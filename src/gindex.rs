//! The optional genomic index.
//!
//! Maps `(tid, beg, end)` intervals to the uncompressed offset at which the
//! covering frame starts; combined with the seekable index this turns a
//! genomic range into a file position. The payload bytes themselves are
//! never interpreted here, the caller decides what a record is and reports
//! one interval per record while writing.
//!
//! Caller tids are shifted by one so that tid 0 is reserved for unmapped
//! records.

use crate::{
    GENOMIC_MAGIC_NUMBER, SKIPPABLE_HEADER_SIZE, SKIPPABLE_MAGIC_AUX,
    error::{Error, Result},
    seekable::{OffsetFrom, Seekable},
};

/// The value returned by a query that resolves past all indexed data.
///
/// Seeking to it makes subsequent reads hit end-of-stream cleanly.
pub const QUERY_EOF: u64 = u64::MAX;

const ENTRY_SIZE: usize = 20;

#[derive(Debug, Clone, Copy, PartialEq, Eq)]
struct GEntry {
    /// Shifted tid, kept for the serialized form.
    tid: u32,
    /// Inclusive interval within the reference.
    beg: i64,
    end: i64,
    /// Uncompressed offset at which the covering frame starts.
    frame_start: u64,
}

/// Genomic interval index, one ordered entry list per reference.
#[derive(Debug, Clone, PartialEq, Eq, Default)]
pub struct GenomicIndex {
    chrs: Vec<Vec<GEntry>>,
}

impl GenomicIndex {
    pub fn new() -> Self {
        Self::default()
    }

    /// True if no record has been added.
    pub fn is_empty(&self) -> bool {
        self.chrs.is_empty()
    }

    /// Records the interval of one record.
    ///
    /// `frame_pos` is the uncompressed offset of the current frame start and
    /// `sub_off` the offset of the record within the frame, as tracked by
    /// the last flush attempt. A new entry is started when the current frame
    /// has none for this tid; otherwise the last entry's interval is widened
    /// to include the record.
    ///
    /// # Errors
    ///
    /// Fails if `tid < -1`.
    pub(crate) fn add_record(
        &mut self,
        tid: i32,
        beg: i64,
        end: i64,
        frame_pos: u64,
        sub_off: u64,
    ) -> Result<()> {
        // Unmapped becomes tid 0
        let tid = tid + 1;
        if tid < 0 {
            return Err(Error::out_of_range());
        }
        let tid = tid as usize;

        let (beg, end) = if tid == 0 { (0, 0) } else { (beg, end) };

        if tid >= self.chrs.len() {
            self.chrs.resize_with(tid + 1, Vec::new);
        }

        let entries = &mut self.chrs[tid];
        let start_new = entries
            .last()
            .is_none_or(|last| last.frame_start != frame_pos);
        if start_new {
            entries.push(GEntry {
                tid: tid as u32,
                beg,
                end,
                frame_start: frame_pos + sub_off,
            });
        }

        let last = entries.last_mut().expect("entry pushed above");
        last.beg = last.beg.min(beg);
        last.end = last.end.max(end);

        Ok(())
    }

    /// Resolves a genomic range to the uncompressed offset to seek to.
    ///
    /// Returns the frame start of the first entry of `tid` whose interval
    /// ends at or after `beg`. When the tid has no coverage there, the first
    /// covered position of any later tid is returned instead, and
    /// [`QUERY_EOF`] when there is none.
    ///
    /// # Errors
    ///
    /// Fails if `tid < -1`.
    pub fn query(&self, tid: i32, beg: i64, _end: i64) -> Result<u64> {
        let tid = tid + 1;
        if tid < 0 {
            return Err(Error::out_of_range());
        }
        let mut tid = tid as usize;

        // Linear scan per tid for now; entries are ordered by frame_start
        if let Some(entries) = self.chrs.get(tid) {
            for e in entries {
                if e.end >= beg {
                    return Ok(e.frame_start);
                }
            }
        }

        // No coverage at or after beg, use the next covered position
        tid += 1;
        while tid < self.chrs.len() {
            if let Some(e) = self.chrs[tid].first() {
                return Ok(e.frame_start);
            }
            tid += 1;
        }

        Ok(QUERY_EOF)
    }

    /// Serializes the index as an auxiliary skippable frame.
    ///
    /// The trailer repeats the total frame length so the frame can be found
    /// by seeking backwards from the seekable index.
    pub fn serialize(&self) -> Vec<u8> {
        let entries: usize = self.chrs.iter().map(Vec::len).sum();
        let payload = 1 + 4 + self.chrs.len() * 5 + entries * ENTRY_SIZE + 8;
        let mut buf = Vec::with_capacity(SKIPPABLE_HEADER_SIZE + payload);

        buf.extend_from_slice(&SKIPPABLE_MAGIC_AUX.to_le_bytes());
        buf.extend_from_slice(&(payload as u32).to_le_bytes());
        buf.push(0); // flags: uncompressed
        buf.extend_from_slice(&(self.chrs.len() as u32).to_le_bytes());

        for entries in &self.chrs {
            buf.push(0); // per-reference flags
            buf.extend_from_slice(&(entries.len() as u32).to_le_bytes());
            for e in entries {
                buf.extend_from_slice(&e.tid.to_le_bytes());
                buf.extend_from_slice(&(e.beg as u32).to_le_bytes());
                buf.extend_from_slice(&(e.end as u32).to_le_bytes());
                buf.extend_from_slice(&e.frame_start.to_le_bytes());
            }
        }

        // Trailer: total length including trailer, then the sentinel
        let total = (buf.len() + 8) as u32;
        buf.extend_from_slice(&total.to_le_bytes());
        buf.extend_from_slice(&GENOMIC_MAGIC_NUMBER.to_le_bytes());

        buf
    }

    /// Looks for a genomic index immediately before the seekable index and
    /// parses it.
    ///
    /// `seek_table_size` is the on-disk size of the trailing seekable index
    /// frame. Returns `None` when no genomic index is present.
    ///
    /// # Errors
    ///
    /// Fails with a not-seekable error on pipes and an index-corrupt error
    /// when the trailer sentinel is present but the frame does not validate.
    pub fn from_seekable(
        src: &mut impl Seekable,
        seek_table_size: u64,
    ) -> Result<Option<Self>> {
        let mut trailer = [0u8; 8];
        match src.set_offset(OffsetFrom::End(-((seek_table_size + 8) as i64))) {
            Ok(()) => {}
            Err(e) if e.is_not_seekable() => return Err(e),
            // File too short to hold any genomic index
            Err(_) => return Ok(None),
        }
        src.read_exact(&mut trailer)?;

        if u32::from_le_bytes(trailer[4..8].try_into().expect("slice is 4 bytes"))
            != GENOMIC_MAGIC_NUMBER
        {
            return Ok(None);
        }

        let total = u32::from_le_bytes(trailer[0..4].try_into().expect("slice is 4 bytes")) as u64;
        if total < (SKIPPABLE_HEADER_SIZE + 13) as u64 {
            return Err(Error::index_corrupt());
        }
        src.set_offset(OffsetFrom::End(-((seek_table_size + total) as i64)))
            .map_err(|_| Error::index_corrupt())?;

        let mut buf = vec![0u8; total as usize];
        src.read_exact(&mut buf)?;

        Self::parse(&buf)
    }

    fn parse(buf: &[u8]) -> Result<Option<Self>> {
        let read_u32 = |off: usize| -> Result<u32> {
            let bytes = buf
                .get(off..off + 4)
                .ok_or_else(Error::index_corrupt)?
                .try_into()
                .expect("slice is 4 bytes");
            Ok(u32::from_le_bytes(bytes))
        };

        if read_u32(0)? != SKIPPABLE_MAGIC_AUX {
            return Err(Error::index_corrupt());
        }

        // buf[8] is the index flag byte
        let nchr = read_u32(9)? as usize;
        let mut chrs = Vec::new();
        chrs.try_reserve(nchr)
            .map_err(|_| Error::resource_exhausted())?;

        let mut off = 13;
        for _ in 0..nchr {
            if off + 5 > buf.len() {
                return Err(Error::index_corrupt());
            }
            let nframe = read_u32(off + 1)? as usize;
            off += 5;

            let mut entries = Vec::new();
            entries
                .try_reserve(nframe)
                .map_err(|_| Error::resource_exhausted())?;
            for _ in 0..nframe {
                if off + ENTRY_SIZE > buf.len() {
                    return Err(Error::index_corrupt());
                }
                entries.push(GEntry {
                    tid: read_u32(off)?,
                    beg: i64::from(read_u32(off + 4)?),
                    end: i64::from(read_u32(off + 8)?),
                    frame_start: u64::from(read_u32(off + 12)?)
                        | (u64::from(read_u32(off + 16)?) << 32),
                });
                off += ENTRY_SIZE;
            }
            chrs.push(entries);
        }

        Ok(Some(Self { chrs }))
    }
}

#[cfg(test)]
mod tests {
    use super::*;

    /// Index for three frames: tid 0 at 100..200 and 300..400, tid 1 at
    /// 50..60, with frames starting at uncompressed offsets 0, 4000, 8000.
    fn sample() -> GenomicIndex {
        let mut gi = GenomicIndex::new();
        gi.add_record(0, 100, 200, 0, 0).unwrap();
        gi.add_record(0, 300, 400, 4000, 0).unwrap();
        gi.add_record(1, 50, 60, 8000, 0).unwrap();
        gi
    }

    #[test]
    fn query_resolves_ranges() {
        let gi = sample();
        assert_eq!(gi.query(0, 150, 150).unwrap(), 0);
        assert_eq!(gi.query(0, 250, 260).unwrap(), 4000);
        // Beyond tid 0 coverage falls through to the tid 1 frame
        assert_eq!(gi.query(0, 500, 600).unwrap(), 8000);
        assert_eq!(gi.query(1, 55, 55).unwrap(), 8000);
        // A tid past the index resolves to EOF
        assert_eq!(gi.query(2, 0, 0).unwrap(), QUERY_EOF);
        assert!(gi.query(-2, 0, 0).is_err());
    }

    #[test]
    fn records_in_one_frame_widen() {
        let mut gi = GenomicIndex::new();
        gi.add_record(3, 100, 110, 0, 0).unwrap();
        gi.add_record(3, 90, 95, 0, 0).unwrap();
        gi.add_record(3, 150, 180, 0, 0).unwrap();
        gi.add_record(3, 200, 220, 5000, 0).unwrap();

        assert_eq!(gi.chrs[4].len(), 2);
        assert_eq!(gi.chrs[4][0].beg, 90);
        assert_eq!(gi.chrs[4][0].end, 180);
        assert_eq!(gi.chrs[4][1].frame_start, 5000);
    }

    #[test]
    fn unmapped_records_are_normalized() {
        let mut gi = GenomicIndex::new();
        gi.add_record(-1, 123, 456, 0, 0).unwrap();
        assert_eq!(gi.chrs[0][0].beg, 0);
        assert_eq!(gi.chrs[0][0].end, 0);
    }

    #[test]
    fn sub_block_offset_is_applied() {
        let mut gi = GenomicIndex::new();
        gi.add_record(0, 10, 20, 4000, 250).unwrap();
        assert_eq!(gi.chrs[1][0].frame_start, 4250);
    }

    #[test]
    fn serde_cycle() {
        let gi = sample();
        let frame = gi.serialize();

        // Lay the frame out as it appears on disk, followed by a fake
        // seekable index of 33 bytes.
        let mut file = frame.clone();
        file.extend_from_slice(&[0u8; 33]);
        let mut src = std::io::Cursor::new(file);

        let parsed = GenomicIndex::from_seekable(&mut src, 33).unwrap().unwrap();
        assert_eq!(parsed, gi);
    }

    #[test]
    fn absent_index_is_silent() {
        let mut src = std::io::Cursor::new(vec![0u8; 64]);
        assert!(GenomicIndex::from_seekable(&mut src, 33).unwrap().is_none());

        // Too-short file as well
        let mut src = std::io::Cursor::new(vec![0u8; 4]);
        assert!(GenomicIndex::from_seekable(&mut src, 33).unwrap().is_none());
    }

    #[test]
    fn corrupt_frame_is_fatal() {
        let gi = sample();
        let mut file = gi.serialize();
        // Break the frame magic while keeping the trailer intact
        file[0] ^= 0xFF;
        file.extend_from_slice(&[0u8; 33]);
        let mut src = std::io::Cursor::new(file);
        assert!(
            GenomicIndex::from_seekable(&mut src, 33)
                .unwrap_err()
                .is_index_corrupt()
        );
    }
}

→ To do
Only one part of the material above is to be transcribed, namely the lines starting with the line that has "can be found" and going on through the line that has "buf.extend_from_slice(&(e.beg as u32).to_le_bytes());", exactly as they stand.

→ Response area
    /// The trailer repeats the total frame length so the frame can be found
    /// by seeking backwards from the seekable index.
    pub fn serialize(&self) -> Vec<u8> {
        let entries: usize = self.chrs.iter().map(Vec::len).sum();
        let payload = 1 + 4 + self.chrs.len() * 5 + entries * ENTRY_SIZE + 8;
        let mut buf = Vec::with_capacity(SKIPPABLE_HEADER_SIZE + payload);

        buf.extend_from_slice(&SKIPPABLE_MAGIC_AUX.to_le_bytes());
        buf.extend_from_slice(&(payload as u32).to_le_bytes());
        buf.push(0); // flags: uncompressed
        buf.extend_from_slice(&(self.chrs.len() as u32).to_le_bytes());

        for entries in &self.chrs {
            buf.push(0); // per-reference flags
            buf.extend_from_slice(&(entries.len() as u32).to_le_bytes());
            for e in entries {
                buf.extend_from_slice(&e.tid.to_le_bytes());
                buf.extend_from_slice(&(e.beg as u32).to_le_bytes());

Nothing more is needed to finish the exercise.